Miss Marnie, the oldest lady at our table, concluded that the waitress’s attitude was due to her contempt for serving black people. Miss Marnie was 72 years old, and had been through discrimination and outright racial hate, but I could kept my opinions from my elder for the night. What I saw in that waitress’ face did not reflect racial hostility. I recognized the exhaustion well: the mixed orders, the overlapping voices, the chewing out from the supervisor. No longer on the other side, I dine amongst the stressors that drove me from food service forever. That waitress may have been rude, but she lasted longer and endured more than I had during my first and only week in her place, and for that, she had my respect, and my tip.

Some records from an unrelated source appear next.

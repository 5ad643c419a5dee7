//! ManagedTableStore - Main entry point for owner-scoped table management
//!
//! This module provides the `ManagedTableStore` struct that creates tables on behalf
//! of callers, records their owner, and gates inserts and queries on ownership.

use std::collections::{BTreeMap, HashSet};

use sqlx::PgPool;

use crate::config::StoreConfig;
use crate::db::{Database, PgDatabase};
use crate::error::{ManagedStoreError, Result};
use crate::registry::OwnershipRegistry;
use crate::sql::ddl::DdlGenerator;
use crate::sql::dml::{build_insert, build_select_all};
use crate::sql::sanitize::{SafeIdentifier, quote_identifier};
use crate::types::{Caller, CreateTableRequest, ManagedTable, Row, SanitizedColumn, SqlValue, infer_row};

/// Owner-scoped runtime table store
///
/// Every schema or data operation is authorized against the ownership registry
/// on each call; nothing is cached between requests, so a single store can be
/// shared across tasks.
pub struct ManagedTableStore<D = PgDatabase> {
    /// Database capability
    db: D,
    /// Ownership registry sharing the same database
    registry: OwnershipRegistry<D>,
    /// Store configuration
    config: StoreConfig,
}

impl ManagedTableStore<PgDatabase> {
    /// Create a new ManagedTableStore from configuration
    ///
    /// This will:
    /// 1. Connect to the database
    /// 2. Create the registry table if it doesn't exist
    pub async fn new(config: StoreConfig) -> Result<Self> {
        let db = PgDatabase::connect(&config.database_url, config.max_connections)
            .await?
            .with_statement_timeout(config.statement_timeout);

        Self::with_database(db, config).await
    }

    /// Create a new ManagedTableStore from an existing pool
    ///
    /// Use this when you already have a connection pool and want to
    /// share it with the store.
    pub async fn from_pool(pool: PgPool, config: StoreConfig) -> Result<Self> {
        let db = PgDatabase::new(pool).with_statement_timeout(config.statement_timeout);
        Self::with_database(db, config).await
    }

    /// Get a reference to the connection pool
    pub fn pool(&self) -> &PgPool {
        self.db.pool()
    }
}

impl<D: Database + Clone> ManagedTableStore<D> {
    /// Create a store on any database capability
    ///
    /// Validates the configured schema, registry name and row cap, then makes sure
    /// the registry table exists.
    pub async fn with_database(db: D, config: StoreConfig) -> Result<Self> {
        if config.query_row_limit < 0 {
            return Err(ManagedStoreError::invalid_config(format!(
                "query_row_limit must not be negative, got {}",
                config.query_row_limit
            )));
        }

        let registry = OwnershipRegistry::new(db.clone(), &config.schema, &config.registry_table)?;
        registry.ensure_store_exists().await?;

        Ok(Self {
            db,
            registry,
            config,
        })
    }
}

impl<D: Database> ManagedTableStore<D> {
    /// Get a reference to the configuration
    pub fn config(&self) -> &StoreConfig {
        &self.config
    }

    /// Get a reference to the ownership registry
    pub fn registry(&self) -> &OwnershipRegistry<D> {
        &self.registry
    }

    // =========================================================================
    // Schema Operations
    // =========================================================================

    /// Create a new managed table owned by `caller`
    ///
    /// This will:
    /// 1. Validate the table name and every column name and type
    /// 2. Create the table with a leading surrogate `id` key
    /// 3. Register the caller as the table's owner
    ///
    /// Nothing is executed if validation fails. If registration fails after the
    /// table was created, the table is dropped again unless
    /// `compensate_failed_registration` is disabled.
    #[tracing::instrument(
        name = "managed_tables.create_table",
        skip_all,
        fields(table = %request.table_name, caller_id = caller.id)
    )]
    pub async fn create_table(&self, request: CreateTableRequest, caller: &Caller) -> Result<ManagedTable> {
        if request.columns.is_empty() {
            return Err(ManagedStoreError::empty_payload(format!(
                "Table '{}' needs at least one column",
                request.table_name
            )));
        }

        let table = quote_identifier(&request.table_name)?;
        let columns = Self::sanitize_columns(&request)?;

        if self.registry.is_registry_table(table.as_str()) {
            tracing::warn!("attempt to create a table named after the registry");
            return Err(ManagedStoreError::access_denied(table.as_str(), caller.id));
        }

        if self.registry.lookup(table.as_str()).await?.is_some() {
            return Err(ManagedStoreError::duplicate_table(table.as_str()));
        }

        let ddl = DdlGenerator::new(self.registry.schema(), self.registry.table());
        let create_sql = ddl.generate_create_table(&table, &columns);
        tracing::debug!(sql = %create_sql, "creating managed table");

        self.db.execute(&create_sql, &[]).await.map_err(|e| {
            ManagedStoreError::schema_creation_failed(table.as_str(), e.to_string())
        })?;

        match self.registry.register(&table, caller.id).await {
            Ok(managed) => {
                tracing::info!(table_id = managed.table_id, "managed table created");
                Ok(managed)
            }
            Err(e) => {
                if self.config.compensate_failed_registration {
                    self.drop_unregistered(&ddl, &table).await;
                } else {
                    tracing::warn!(error = %e, "registration failed; table left unregistered");
                }
                Err(e)
            }
        }
    }

    /// List managed tables visible to `caller`
    ///
    /// Privileged callers see every table; others see the tables they own.
    pub async fn list_tables(&self, caller: &Caller) -> Result<Vec<ManagedTable>> {
        let owner = (!caller.privileged).then_some(caller.id);
        self.registry.list(owner).await
    }

    // =========================================================================
    // Data Operations
    // =========================================================================

    /// Insert one row of typed values
    ///
    /// Authorization is checked before any SQL is built. Values are bound as
    /// parameters; only the sanitized table and column names appear in SQL text.
    #[tracing::instrument(
        name = "managed_tables.insert_data",
        skip_all,
        fields(table = %table_name, caller_id = caller.id, columns = data.len())
    )]
    pub async fn insert_data(
        &self,
        table_name: &str,
        data: BTreeMap<String, SqlValue>,
        caller: &Caller,
    ) -> Result<u64> {
        self.authorize(table_name, caller).await?;

        let table = quote_identifier(table_name)?;

        if data.is_empty() {
            return Err(ManagedStoreError::empty_payload(format!(
                "No values supplied for table '{}'",
                table_name
            )));
        }

        let values = data
            .into_iter()
            .map(|(column, value)| Ok((quote_identifier(&column)?, value)))
            .collect::<Result<Vec<_>>>()?;

        let (insert_sql, params) = build_insert(self.registry.schema(), &table, &values);
        tracing::debug!(sql = %insert_sql, "inserting row");

        self.db.execute(&insert_sql, &params).await
    }

    /// Insert one row of untyped text values
    ///
    /// Each value is inferred as integer, boolean, date/time or text, in that order.
    pub async fn insert_text<K, V>(
        &self,
        table_name: &str,
        data: impl IntoIterator<Item = (K, V)>,
        caller: &Caller,
    ) -> Result<u64>
    where
        K: Into<String>,
        V: AsRef<str>,
    {
        self.insert_data(table_name, infer_row(data), caller).await
    }

    /// Read up to `query_row_limit` rows from a table
    #[tracing::instrument(
        name = "managed_tables.query_data",
        skip_all,
        fields(table = %table_name, caller_id = caller.id)
    )]
    pub async fn query_data(&self, table_name: &str, caller: &Caller) -> Result<Vec<Row>> {
        self.authorize(table_name, caller).await?;

        let table = quote_identifier(table_name)?;
        let select_sql = build_select_all(self.registry.schema(), &table);
        tracing::debug!(sql = %select_sql, "querying rows");

        self.db
            .fetch_all(&select_sql, &[SqlValue::Integer(self.config.query_row_limit)])
            .await
    }

    // =========================================================================
    // Internal Helpers
    // =========================================================================

    async fn authorize(&self, table_name: &str, caller: &Caller) -> Result<()> {
        if self
            .registry
            .can_access(table_name, caller.id, caller.privileged)
            .await?
        {
            Ok(())
        } else {
            tracing::warn!("access denied");
            Err(ManagedStoreError::access_denied(table_name, caller.id))
        }
    }

    fn sanitize_columns(request: &CreateTableRequest) -> Result<Vec<SanitizedColumn>> {
        let columns = request
            .columns
            .iter()
            .map(|col| col.sanitize())
            .collect::<Result<Vec<_>>>()?;

        let mut seen = HashSet::with_capacity(columns.len());
        for col in &columns {
            if !seen.insert(col.name.as_str()) {
                return Err(ManagedStoreError::invalid_identifier(format!(
                    "Column '{}' is specified more than once",
                    col.name.as_str()
                )));
            }
        }

        Ok(columns)
    }

    async fn drop_unregistered(&self, ddl: &DdlGenerator<'_>, table: &SafeIdentifier) {
        let drop_sql = ddl.generate_drop_table(table);
        match self.db.execute(&drop_sql, &[]).await {
            Ok(_) => tracing::warn!("registration failed; dropped the new table"),
            Err(e) => tracing::warn!(error = %e, "registration failed and the new table could not be dropped"),
        }
    }
}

I would call myself a beginning cartonist, but I'm not. I've been drawing since elementary school. I began cartooning seriously in high school. Since then I've had a composite 7 year contributing regularly to two college newspapers. What makes one an established cartoonist nowadays? A national syndicate? mainstream recognition? ComicCon Recognition? I don't really know, but does that make me any less of a cartoonist than those who've been noticed? I'll let you decide.....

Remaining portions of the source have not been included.